◆ **YOUR ASSIGNMENT**
Where a line in the material below has the string "SiteConfig", please report it.

↓

//! Page metadata and post listings for a markdown blog.
//!
//! The host site generator discovers content and renders templates; this
//! crate derives the frontmatter each page is rendered with, lists the posts
//! with their creation dates, and formats dates for templates.

pub mod config;
pub mod date;
pub mod derive;
pub mod front_matter;
pub mod pipeline;
pub mod posts;
pub mod summary;
pub mod transformer;
pub mod types;
pub mod utils;
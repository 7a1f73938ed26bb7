use proptest::{
    prelude::*,
    test_runner::{Config, TestRunner},
};
use serde_json::{Value, json};

use super::{DeriveOptions, PageOverrides, derive_overrides, extend_page_data};
use crate::{
    config::SiteConfig,
    summary::{strip_markdown, truncate_chars},
    types::{Frontmatter, Page},
};

fn derived(page: &mut Page) {
    let config = SiteConfig::default();
    let options = DeriveOptions::new(&config.blog, &config.summary);
    extend_page_data(page, &options);
}

fn frontmatter(value: Value) -> Frontmatter {
    match value {
        Value::Object(map) => Frontmatter::from_map(map),
        _ => panic!("expected an object"),
    }
}

#[test]
fn homepage_is_flagged() {
    let mut page = Page::new("/").with_frontmatter(frontmatter(json!({ "title": "Index" })));
    derived(&mut page);
    let fm = &page.frontmatter;
    assert_eq!(fm.get("home"), Some(&json!(true)));
    assert_eq!(fm.get_str("title"), Some("Homepage"));
    assert_eq!(fm.get_str("layout"), Some("Homepage"));
    assert!(fm.get("sidebar").is_none());
}

#[test]
fn tag_pages_hide_the_sidebar() {
    for path in ["/tag/", "/tag/rust/"] {
        let mut page = Page::new(path).with_id("tag");
        derived(&mut page);
        assert_eq!(page.frontmatter.get("sidebar"), Some(&json!(false)));
        assert!(page.frontmatter.get("home").is_none());
    }
}

#[test]
fn tag_prefix_follows_classifier_config() {
    let mut config = SiteConfig::default();
    config.blog.frontmatters[0].path = "/topics/".to_string();
    let options = DeriveOptions::new(&config.blog, &config.summary);

    let mut topic = Page::new("/topics/rust/");
    extend_page_data(&mut topic, &options);
    assert_eq!(topic.frontmatter.get("sidebar"), Some(&json!(false)));

    let mut tag = Page::new("/tag/rust/");
    extend_page_data(&mut tag, &options);
    assert!(tag.frontmatter.get("sidebar").is_none());
}

#[test]
fn page_without_body_stops_after_route_checks() {
    for content in [None, Some("")] {
        let mut page = Page::new("/about.html");
        page.stripped_content = content.map(str::to_string);
        derived(&mut page);
        assert_eq!(page.frontmatter, Frontmatter::new());
    }
}

#[test]
fn body_produces_description_and_default_lang() {
    let mut page = Page::new("/2021/05/03/hello/").with_content("# Hello\nFirst *post* here.");
    derived(&mut page);
    assert_eq!(
        page.frontmatter.get_str("description"),
        Some("First post here. ...")
    );
    assert_eq!(page.frontmatter.get_str("lang"), Some("en"));
}

#[test]
fn explicit_summary_wins() {
    let mut page = Page::new("/2021/05/03/hello/")
        .with_frontmatter(frontmatter(json!({ "summary": "Custom" })))
        .with_content("Some long body that would otherwise become the description.");
    derived(&mut page);
    assert_eq!(page.frontmatter.get_str("description"), Some("Custom"));
    assert_eq!(page.frontmatter.get_str("summary"), Some("Custom"));
}

#[test]
fn empty_summary_does_not_override() {
    let mut page = Page::new("/notes.html")
        .with_frontmatter(frontmatter(json!({ "summary": "" })))
        .with_content("Body.");
    derived(&mut page);
    assert_eq!(page.frontmatter.get_str("description"), Some("Body. ..."));
}

#[test]
fn explicit_lang_is_kept() {
    let mut page = Page::new("/fr/")
        .with_frontmatter(frontmatter(json!({ "lang": "fr" })))
        .with_content("Bonjour.");
    derived(&mut page);
    assert_eq!(page.frontmatter.get_str("lang"), Some("fr"));
}

#[test]
fn overrides_leave_page_untouched() {
    let config = SiteConfig::default();
    let options = DeriveOptions::new(&config.blog, &config.summary);
    let page = Page::new("/").with_content("Welcome.");
    let overrides = derive_overrides(&page, &options);
    assert_eq!(page.frontmatter, Frontmatter::new());
    assert_eq!(
        overrides,
        PageOverrides {
            home: Some(true),
            title: Some("Homepage".to_string()),
            layout: Some("Homepage".to_string()),
            sidebar: None,
            description: Some(json!("Welcome. ...")),
            lang: Some(json!("en")),
        }
    );
}

#[test]
fn description_matches_stripped_slice() {
    let mut runner = TestRunner::new(Config {
        cases: 64,
        failure_persistence: None,
        ..Config::default()
    });
    runner
        .run(&"[a-z][a-z0-9 ,.*`\n]{0,250}", |body| {
            let mut page = Page::new("/post.html").with_content(body.clone());
            derived(&mut page);
            let expected = format!("{} ...", strip_markdown(truncate_chars(body.trim(), 150)));
            prop_assert_eq!(page.frontmatter.get_str("description"), Some(expected.as_str()));
            Ok(())
        })
        .unwrap();
}

#[test]
fn derivation_is_idempotent() {
    let mut runner = TestRunner::new(Config {
        cases: 64,
        failure_persistence: None,
        ..Config::default()
    });
    let paths = prop_oneof![
        Just("/".to_string()),
        Just("/tag/".to_string()),
        "/tag/[a-z]{1,8}/",
        "/[0-9]{4}/[0-9]{2}/[0-9]{2}/[a-z]{1,8}/",
    ];
    runner
        .run(
            &(paths, proptest::option::of("[ -~\n]{0,200}"), proptest::option::of("[a-z]{0,3}")),
            |(path, body, lang)| {
                let mut fm = Frontmatter::new();
                if let Some(lang) = lang {
                    fm.set("lang", lang);
                }
                let mut page = Page::new(path).with_frontmatter(fm);
                page.stripped_content = body;

                derived(&mut page);
                let once = page.clone();
                derived(&mut page);
                prop_assert_eq!(once, page);
                Ok(())
            },
        )
        .unwrap();
}
use std::{env::current_dir, path::PathBuf};

use clap::{Parser, Subcommand};
use color_eyre::{Section, eyre::eyre};
use libvpblog::{
    date::{FormatOptions, Locale, format_date, format_naive_date, parse_date_value},
    pipeline::{build_at, collect_at},
};
use tracing_subscriber::{EnvFilter, layer::SubscriberExt, util::SubscriberInitExt};

#[derive(Parser, Debug)]
#[command(name = "vpblog")]
#[command(author, version, about, long_about = None)]
struct Cli {
    #[command(subcommand)]
    command: Command,
}

#[derive(Subcommand, Debug)]
enum Command {
    /// Derive page metadata and write the site data file
    Build {
        /// Site root (defaults to the current directory)
        #[arg(short, long)]
        root: Option<PathBuf>,
    },
    /// List posts with their creation dates
    Posts {
        #[arg(short, long)]
        root: Option<PathBuf>,
        /// Date pattern (defaults to the theme's date format)
        #[arg(short, long)]
        format: Option<String>,
        #[arg(long)]
        locale: Option<String>,
        /// Normalise dates to UTC
        #[arg(long)]
        utc: bool,
    },
    /// Format a single date value
    FormatDate {
        /// RFC 3339 timestamp or YYYY-MM-DD
        date: String,
        #[arg(default_value = "LL")]
        pattern: String,
        #[arg(long, default_value = "en")]
        locale: String,
        #[arg(long)]
        utc: bool,
    },
}

fn main() -> color_eyre::Result<()> {
    color_eyre::install()?;

    tracing_subscriber::registry()
        .with(EnvFilter::try_from_default_env().unwrap_or_else(|_| EnvFilter::new("info")))
        .with(tracing_subscriber::fmt::layer().with_target(false))
        .init();

    match Cli::parse().command {
        Command::Build { root } => build_at(&resolve_root(root)?),
        Command::Posts {
            root,
            format,
            locale,
            utc,
        } => list_posts(resolve_root(root)?, format, locale, utc),
        Command::FormatDate {
            date,
            pattern,
            locale,
            utc,
        } => {
            let value = parse_date_value(&date).ok_or_else(|| eyre!("Invalid date: {date}"))?;
            let options = FormatOptions {
                locale: Locale::parse(&locale),
                utc,
            };
            println!("{}", format_date(&value, &pattern, &options));
            Ok(())
        }
    }
}

fn resolve_root(root: Option<PathBuf>) -> color_eyre::Result<PathBuf> {
    match root {
        Some(root) => Ok(root),
        None => current_dir().with_note(|| "While getting the current working directory"),
    }
}

fn list_posts(
    root: PathBuf,
    format: Option<String>,
    locale: Option<String>,
    utc: bool,
) -> color_eyre::Result<()> {
    let site = collect_at(&root)?;
    let theme = &site.config.theme;

    let mut options = FormatOptions::from_theme(theme);
    if let Some(locale) = locale.as_deref() {
        options.locale = Locale::parse(locale);
    }
    options.utc |= utc;
    let pattern = format.as_deref().unwrap_or(&theme.date_format);

    for post in site.posts() {
        let date = post
            .created_at
            .map(|d| format_naive_date(d, pattern, &options))
            .unwrap_or_else(|| "-".to_string());
        let title = post.page.title().unwrap_or(post.page.path.as_str());
        println!("{date}\t{title}\t{}", post.page.path);
    }

    Ok(())
}
use serde_json::json;

use super::ParsedSource;
use crate::types::Frontmatter;

#[test]
fn splits_frontmatter_and_body() {
    let src = "---\ntitle: Hello\ntags:\n  - rust\n  - vue\nsummary: Short\n---\n# Hello\nBody.\n";
    let parsed = ParsedSource::try_from(src).unwrap();
    assert_eq!(parsed.frontmatter.get_str("title"), Some("Hello"));
    assert_eq!(parsed.frontmatter.get("tags"), Some(&json!(["rust", "vue"])));
    assert_eq!(parsed.frontmatter.get_str("summary"), Some("Short"));
    assert!(parsed.content.contains("# Hello"));
    assert!(parsed.content.contains("Body."));
    assert!(!parsed.content.contains("title:"));
}

#[test]
fn source_without_frontmatter_is_all_body() {
    let parsed = ParsedSource::try_from("Just text.").unwrap();
    assert_eq!(parsed.frontmatter, Frontmatter::new());
    assert_eq!(parsed.content.trim(), "Just text.");
}

#[test]
fn body_only_keeps_text() {
    let parsed = ParsedSource::body_only("---\n: broken\n");
    assert_eq!(parsed.frontmatter, Frontmatter::new());
    assert_eq!(parsed.content, "---\n: broken\n");
}
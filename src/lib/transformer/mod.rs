//! A transformer is an adapter over an iterator of pulldown-cmark `Event`. It
//! intercepts any incoming event(s) that are of interest, and outputs a
//! transformed event. For example, the plain-text transformer drops markup
//! events and turns inline code, breaks and block ends into `Event::Text`, so
//! that collecting the text of the output yields readable prose.
use pulldown_cmark::Event;

pub mod plain_text;

/// A transformer over events, that takes in an inner iterator and returns
/// another iterator of events, which returns transformed events.
pub trait Transformer<'a, I>: Iterator<Item = Event<'a>> + Sized
where
    I: Iterator<Item = Event<'a>>,
{
    /// Wrap an inner iterator with the transformer
    fn transform(inner: I) -> Self;
}

/// Wrap an event iterator with another transformer, allowing for chaining.
pub trait WithTransformer<'a>: Iterator<Item = Event<'a>> + Sized {
    /// Wrap ourselves with some transformer
    fn with_transformer<T: Transformer<'a, Self>>(self) -> T {
        T::transform(self)
    }
}

/// Blanket implementation over any event iterator
impl<'a, I: Iterator<Item = Event<'a>>> WithTransformer<'a> for I {}
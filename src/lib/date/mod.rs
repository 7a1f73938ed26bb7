//! Date formatting for templates.
//!
//! Patterns use the dayjs token language, including its localized (`LL`,
//! `LLL`, ...) and advanced (`Do`, `Q`, `k`, `X`, `x`) tokens. Text inside
//! square brackets is copied as is; characters that are not tokens pass
//! through unchanged.

use chrono::{
    DateTime, Datelike, FixedOffset, NaiveDate, NaiveDateTime, NaiveTime, Timelike, Utc,
};

use crate::config::ThemeConfig;

mod locale;

pub use locale::Locale;

#[derive(Clone, Copy, Debug, PartialEq, Eq)]
pub struct FormatOptions {
    pub locale: Locale,
    /// Normalise to UTC before formatting instead of keeping the value's own
    /// offset.
    pub utc: bool,
}

impl Default for FormatOptions {
    fn default() -> Self {
        Self {
            locale: Locale::En,
            utc: false,
        }
    }
}

impl FormatOptions {
    pub fn from_theme(theme: &ThemeConfig) -> Self {
        Self {
            locale: Locale::parse(&theme.locale),
            utc: theme.utc,
        }
    }
}

const LOCALIZED_TOKENS: &[&str] = &[
    "LLLL", "LLL", "LTS", "LL", "LT", "L", "llll", "lll", "ll", "l",
];

// Longest first, so `MMMM` is never read as four `M`.
const TOKENS: &[&str] = &[
    "YYYY", "YY", "MMMM", "MMM", "MM", "M", "Do", "DD", "D", "dddd", "ddd", "dd", "d", "HH", "H",
    "hh", "h", "kk", "k", "mm", "m", "ss", "s", "SSS", "ZZ", "Z", "A", "a", "Q", "X", "x",
];

/// Format `date` according to `pattern`.
pub fn format_date(date: &DateTime<FixedOffset>, pattern: &str, options: &FormatOptions) -> String {
    let date = if options.utc {
        date.with_timezone(&Utc).fixed_offset()
    } else {
        *date
    };

    let pattern = expand_localized(pattern, options.locale);
    let mut out = String::with_capacity(pattern.len() * 2);
    let mut rest = pattern.as_str();

    while !rest.is_empty() {
        if let Some(literal) = bracketed(rest) {
            out.push_str(literal);
            rest = &rest[literal.len() + 2..];
        } else if let Some(token) = TOKENS.iter().find(|t| rest.starts_with(**t)) {
            out.push_str(&render_token(token, &date, options.locale));
            rest = &rest[token.len()..];
        } else {
            rest = push_first_char(&mut out, rest);
        }
    }

    out
}

/// Format a calendar date, taken as midnight at offset zero.
pub fn format_naive_date(date: NaiveDate, pattern: &str, options: &FormatOptions) -> String {
    let value = date.and_time(NaiveTime::MIN).and_utc().fixed_offset();
    format_date(&value, pattern, options)
}

/// Parse an RFC 3339 timestamp, `YYYY-MM-DD HH:MM[:SS]` or a bare
/// `YYYY-MM-DD`. Values without an offset are taken as UTC.
pub fn parse_date_value(raw: &str) -> Option<DateTime<FixedOffset>> {
    let raw = raw.trim();
    if let Ok(dt) = DateTime::parse_from_rfc3339(raw) {
        return Some(dt);
    }
    ["%Y-%m-%d %H:%M:%S", "%Y-%m-%dT%H:%M:%S", "%Y-%m-%d %H:%M"]
        .iter()
        .find_map(|fmt| NaiveDateTime::parse_from_str(raw, fmt).ok())
        .or_else(|| {
            NaiveDate::parse_from_str(raw, "%Y-%m-%d")
                .ok()
                .map(|d| d.and_time(NaiveTime::MIN))
        })
        .map(|naive| naive.and_utc().fixed_offset())
}

/// Replace the localized tokens with the locale's long formats, leaving
/// bracketed literals alone.
fn expand_localized(pattern: &str, locale: Locale) -> String {
    let mut out = String::with_capacity(pattern.len());
    let mut rest = pattern;

    while !rest.is_empty() {
        if let Some(literal) = bracketed(rest) {
            let consumed = literal.len() + 2;
            out.push_str(&rest[..consumed]);
            rest = &rest[consumed..];
        } else if let Some(token) = LOCALIZED_TOKENS.iter().find(|t| rest.starts_with(**t)) {
            out.push_str(locale.long_format(token));
            rest = &rest[token.len()..];
        } else {
            rest = push_first_char(&mut out, rest);
        }
    }

    out
}

/// Inner text of a leading `[...]` with at least one character inside.
fn bracketed(s: &str) -> Option<&str> {
    let inner = s.strip_prefix('[')?;
    let end = inner.find(']')?;
    (end > 0).then(|| &inner[..end])
}

fn push_first_char<'s>(out: &mut String, s: &'s str) -> &'s str {
    let mut chars = s.chars();
    if let Some(ch) = chars.next() {
        out.push(ch);
    }
    chars.as_str()
}

fn render_token(token: &str, date: &DateTime<FixedOffset>, locale: Locale) -> String {
    let month0 = date.month0() as usize;
    let weekday = date.weekday().num_days_from_sunday() as usize;
    let hour = date.hour();
    let hour12 = match hour % 12 {
        0 => 12,
        h => h,
    };

    match token {
        "YYYY" => format!("{:04}", date.year()),
        "YY" => format!("{:02}", date.year().rem_euclid(100)),
        "MMMM" => locale.months()[month0].to_string(),
        "MMM" => locale.months_short()[month0].to_string(),
        "MM" => format!("{:02}", date.month()),
        "M" => date.month().to_string(),
        "Do" => locale.ordinal(date.day()),
        "DD" => format!("{:02}", date.day()),
        "D" => date.day().to_string(),
        "dddd" => locale.weekdays()[weekday].to_string(),
        "ddd" => locale.weekdays_short()[weekday].to_string(),
        "dd" => locale.weekdays_min()[weekday].to_string(),
        "d" => weekday.to_string(),
        "HH" => format!("{hour:02}"),
        "H" => hour.to_string(),
        "hh" => format!("{hour12:02}"),
        "h" => hour12.to_string(),
        "kk" => format!("{:02}", if hour == 0 { 24 } else { hour }),
        "k" => (if hour == 0 { 24 } else { hour }).to_string(),
        "mm" => format!("{:02}", date.minute()),
        "m" => date.minute().to_string(),
        "ss" => format!("{:02}", date.second()),
        "s" => date.second().to_string(),
        "SSS" => format!("{:03}", date.timestamp_subsec_millis().min(999)),
        "ZZ" => offset_string(date.offset(), ""),
        "Z" => offset_string(date.offset(), ":"),
        "A" => locale.meridiem(hour).to_string(),
        "a" => locale.meridiem(hour).to_lowercase(),
        "Q" => (month0 / 3 + 1).to_string(),
        "X" => date.timestamp().to_string(),
        "x" => date.timestamp_millis().to_string(),
        other => other.to_string(),
    }
}

fn offset_string(offset: &FixedOffset, separator: &str) -> String {
    let seconds = offset.local_minus_utc();
    let sign = if seconds < 0 { '-' } else { '+' };
    let minutes = seconds.unsigned_abs() / 60;
    format!("{sign}{:02}{separator}{:02}", minutes / 60, minutes % 60)
}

↑

◆ **REPLY**
    config::SiteConfig,
    let config = SiteConfig::default();
    let mut config = SiteConfig::default();
    let config = SiteConfig::default();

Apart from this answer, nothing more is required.